[Opening DATA section]

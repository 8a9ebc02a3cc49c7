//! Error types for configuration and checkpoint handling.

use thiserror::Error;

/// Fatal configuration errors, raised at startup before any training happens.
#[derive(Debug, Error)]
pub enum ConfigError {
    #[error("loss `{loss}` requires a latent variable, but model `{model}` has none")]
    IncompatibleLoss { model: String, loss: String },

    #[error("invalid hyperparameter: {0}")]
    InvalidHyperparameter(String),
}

[Closing DATA section]
[Opening DATA section]

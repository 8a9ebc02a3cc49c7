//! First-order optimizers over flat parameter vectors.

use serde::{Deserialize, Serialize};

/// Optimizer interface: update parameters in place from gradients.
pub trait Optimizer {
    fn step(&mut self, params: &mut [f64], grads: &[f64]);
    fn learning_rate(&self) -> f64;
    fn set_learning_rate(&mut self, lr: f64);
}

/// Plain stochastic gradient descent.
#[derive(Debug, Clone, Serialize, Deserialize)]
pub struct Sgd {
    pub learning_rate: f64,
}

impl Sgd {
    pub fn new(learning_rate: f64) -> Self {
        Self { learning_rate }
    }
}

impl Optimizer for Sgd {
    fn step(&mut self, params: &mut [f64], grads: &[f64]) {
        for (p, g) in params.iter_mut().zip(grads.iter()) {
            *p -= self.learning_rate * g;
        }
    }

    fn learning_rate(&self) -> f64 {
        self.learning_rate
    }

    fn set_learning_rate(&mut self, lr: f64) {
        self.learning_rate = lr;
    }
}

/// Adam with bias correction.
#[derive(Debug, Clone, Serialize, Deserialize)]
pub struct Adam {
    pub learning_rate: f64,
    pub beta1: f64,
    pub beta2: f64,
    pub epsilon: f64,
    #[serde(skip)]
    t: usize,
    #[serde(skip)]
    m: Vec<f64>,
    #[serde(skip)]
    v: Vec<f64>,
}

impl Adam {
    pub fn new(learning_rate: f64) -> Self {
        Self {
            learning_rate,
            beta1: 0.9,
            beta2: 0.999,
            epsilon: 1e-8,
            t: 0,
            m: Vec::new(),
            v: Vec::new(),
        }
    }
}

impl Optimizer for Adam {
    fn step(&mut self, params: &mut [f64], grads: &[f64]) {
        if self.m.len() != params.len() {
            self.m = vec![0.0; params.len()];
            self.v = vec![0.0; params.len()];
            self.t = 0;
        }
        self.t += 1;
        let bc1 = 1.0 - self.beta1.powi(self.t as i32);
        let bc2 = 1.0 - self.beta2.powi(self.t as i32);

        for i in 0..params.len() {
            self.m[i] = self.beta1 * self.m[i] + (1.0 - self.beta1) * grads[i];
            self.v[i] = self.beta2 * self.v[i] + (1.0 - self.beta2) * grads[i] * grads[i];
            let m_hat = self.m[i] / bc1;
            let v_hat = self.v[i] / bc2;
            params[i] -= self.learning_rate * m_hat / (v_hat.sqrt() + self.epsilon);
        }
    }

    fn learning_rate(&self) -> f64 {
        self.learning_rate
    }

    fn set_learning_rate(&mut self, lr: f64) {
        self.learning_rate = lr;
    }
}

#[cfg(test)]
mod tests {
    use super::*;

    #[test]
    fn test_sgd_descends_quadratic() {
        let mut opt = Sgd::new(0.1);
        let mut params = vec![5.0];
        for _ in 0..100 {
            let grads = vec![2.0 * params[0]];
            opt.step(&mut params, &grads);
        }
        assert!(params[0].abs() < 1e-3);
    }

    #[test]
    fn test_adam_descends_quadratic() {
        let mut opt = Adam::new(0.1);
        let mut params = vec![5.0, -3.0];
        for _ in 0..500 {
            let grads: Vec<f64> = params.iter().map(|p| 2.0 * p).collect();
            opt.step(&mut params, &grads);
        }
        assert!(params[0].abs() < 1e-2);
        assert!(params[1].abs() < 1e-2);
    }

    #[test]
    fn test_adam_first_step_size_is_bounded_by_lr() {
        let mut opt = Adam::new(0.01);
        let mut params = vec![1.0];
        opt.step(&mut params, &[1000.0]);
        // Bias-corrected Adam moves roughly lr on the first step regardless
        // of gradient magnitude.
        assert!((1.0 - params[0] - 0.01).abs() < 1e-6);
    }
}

[Closing DATA section]

• YOUR GOAL: Extract from the data every line where "epsilon" shows up.

• ANSWER TO THE PROBLEM:
    pub epsilon: f64,
            epsilon: 1e-8,
            params[i] -= self.learning_rate * m_hat / (v_hat.sqrt() + self.epsilon);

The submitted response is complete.